**Stored data entries:**
☆ ☆ ☆

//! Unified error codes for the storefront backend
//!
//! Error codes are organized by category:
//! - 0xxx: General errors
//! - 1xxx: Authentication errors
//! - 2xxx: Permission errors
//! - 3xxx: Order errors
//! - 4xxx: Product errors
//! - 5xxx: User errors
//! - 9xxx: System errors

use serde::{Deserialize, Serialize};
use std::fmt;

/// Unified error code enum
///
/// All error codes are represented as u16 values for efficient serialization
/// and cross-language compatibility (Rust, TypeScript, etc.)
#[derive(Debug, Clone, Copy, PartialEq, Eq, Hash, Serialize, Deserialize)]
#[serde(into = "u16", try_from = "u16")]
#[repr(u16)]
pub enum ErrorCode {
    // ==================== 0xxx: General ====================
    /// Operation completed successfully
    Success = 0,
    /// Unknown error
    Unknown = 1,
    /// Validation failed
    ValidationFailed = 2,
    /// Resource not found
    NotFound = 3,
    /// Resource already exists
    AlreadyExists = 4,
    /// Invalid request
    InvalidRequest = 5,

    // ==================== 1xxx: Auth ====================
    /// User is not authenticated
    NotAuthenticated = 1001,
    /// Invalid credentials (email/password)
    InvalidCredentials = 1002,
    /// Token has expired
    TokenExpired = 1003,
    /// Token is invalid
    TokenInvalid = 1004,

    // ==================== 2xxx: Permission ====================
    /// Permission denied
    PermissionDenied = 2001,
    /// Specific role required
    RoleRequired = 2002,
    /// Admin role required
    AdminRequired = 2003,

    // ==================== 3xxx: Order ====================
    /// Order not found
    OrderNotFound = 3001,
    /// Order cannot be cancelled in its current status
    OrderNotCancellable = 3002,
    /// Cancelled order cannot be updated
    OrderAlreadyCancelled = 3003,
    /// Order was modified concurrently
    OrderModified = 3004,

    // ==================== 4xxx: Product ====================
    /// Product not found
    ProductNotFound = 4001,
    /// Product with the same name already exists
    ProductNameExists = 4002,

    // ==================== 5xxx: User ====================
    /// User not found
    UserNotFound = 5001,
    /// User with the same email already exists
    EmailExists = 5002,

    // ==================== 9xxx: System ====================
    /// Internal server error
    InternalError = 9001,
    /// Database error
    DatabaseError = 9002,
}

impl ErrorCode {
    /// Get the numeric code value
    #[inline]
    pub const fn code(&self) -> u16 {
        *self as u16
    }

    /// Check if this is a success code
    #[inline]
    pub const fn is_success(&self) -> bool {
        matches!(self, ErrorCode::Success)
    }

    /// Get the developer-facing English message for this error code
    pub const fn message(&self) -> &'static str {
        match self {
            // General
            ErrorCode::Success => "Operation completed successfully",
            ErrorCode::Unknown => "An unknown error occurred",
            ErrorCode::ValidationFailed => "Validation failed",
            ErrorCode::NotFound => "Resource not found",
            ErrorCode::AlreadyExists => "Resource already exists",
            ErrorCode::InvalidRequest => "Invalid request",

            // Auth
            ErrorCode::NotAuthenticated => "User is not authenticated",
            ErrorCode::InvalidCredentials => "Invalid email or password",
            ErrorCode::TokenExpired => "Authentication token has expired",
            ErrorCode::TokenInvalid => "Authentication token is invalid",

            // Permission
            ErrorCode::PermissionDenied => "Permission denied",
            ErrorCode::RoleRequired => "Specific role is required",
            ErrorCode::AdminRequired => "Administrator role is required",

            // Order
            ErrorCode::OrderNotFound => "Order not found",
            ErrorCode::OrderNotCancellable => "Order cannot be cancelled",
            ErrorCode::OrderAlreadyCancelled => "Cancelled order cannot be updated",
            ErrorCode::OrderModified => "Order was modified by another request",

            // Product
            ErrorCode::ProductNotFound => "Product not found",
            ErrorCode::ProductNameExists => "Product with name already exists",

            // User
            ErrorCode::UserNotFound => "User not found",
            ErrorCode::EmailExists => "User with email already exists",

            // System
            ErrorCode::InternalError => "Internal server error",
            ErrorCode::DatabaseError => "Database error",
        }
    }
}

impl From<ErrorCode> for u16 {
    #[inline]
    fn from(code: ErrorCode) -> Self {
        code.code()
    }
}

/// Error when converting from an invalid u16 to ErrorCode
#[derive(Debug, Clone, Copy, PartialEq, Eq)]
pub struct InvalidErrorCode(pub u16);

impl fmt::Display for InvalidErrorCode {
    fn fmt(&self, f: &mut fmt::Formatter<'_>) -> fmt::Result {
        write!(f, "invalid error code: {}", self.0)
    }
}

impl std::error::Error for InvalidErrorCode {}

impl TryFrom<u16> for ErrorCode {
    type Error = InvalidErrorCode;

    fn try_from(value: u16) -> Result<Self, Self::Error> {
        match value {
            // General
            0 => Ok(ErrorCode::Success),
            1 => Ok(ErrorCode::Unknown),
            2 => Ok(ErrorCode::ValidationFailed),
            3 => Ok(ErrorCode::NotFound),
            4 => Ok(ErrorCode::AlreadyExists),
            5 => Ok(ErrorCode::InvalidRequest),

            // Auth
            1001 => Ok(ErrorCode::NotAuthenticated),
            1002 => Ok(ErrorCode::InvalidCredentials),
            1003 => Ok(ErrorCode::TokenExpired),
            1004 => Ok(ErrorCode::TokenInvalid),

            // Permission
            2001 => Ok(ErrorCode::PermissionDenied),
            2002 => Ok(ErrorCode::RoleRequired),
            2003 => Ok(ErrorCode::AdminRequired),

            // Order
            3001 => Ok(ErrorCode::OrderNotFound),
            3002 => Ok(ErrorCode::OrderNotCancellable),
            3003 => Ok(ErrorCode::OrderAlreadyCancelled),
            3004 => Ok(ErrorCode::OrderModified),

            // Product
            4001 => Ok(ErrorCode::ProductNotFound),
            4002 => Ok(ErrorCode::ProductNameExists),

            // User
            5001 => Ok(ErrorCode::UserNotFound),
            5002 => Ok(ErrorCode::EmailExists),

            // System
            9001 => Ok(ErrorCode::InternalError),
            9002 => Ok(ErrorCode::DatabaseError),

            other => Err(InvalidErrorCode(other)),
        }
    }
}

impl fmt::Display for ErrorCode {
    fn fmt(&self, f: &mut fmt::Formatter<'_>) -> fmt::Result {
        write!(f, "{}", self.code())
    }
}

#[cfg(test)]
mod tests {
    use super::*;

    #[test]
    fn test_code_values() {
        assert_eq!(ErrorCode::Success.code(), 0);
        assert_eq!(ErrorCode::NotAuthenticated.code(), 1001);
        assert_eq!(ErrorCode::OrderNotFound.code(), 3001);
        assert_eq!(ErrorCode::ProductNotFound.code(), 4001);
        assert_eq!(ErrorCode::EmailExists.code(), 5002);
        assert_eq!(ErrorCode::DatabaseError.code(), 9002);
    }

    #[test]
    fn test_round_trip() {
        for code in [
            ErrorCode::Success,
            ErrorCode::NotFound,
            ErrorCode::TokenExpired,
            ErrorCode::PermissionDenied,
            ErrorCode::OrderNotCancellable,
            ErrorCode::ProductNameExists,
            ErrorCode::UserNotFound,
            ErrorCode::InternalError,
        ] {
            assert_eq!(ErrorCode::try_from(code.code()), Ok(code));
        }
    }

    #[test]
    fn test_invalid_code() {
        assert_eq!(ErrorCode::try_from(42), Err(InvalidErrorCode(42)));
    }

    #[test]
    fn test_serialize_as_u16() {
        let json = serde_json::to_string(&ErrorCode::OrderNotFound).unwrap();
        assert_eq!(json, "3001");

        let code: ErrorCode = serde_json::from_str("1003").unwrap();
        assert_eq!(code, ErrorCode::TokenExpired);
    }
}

☆ ☆ ☆

**Activity:** The answer is the records above restated word for word from their opening line through the line that holds "for efficient serialization", both included, and nothing else.

**Exercise response:**
//! Unified error codes for the storefront backend
//!
//! Error codes are organized by category:
//! - 0xxx: General errors
//! - 1xxx: Authentication errors
//! - 2xxx: Permission errors
//! - 3xxx: Order errors
//! - 4xxx: Product errors
//! - 5xxx: User errors
//! - 9xxx: System errors

use serde::{Deserialize, Serialize};
use std::fmt;

/// Unified error code enum
///
/// All error codes are represented as u16 values for efficient serialization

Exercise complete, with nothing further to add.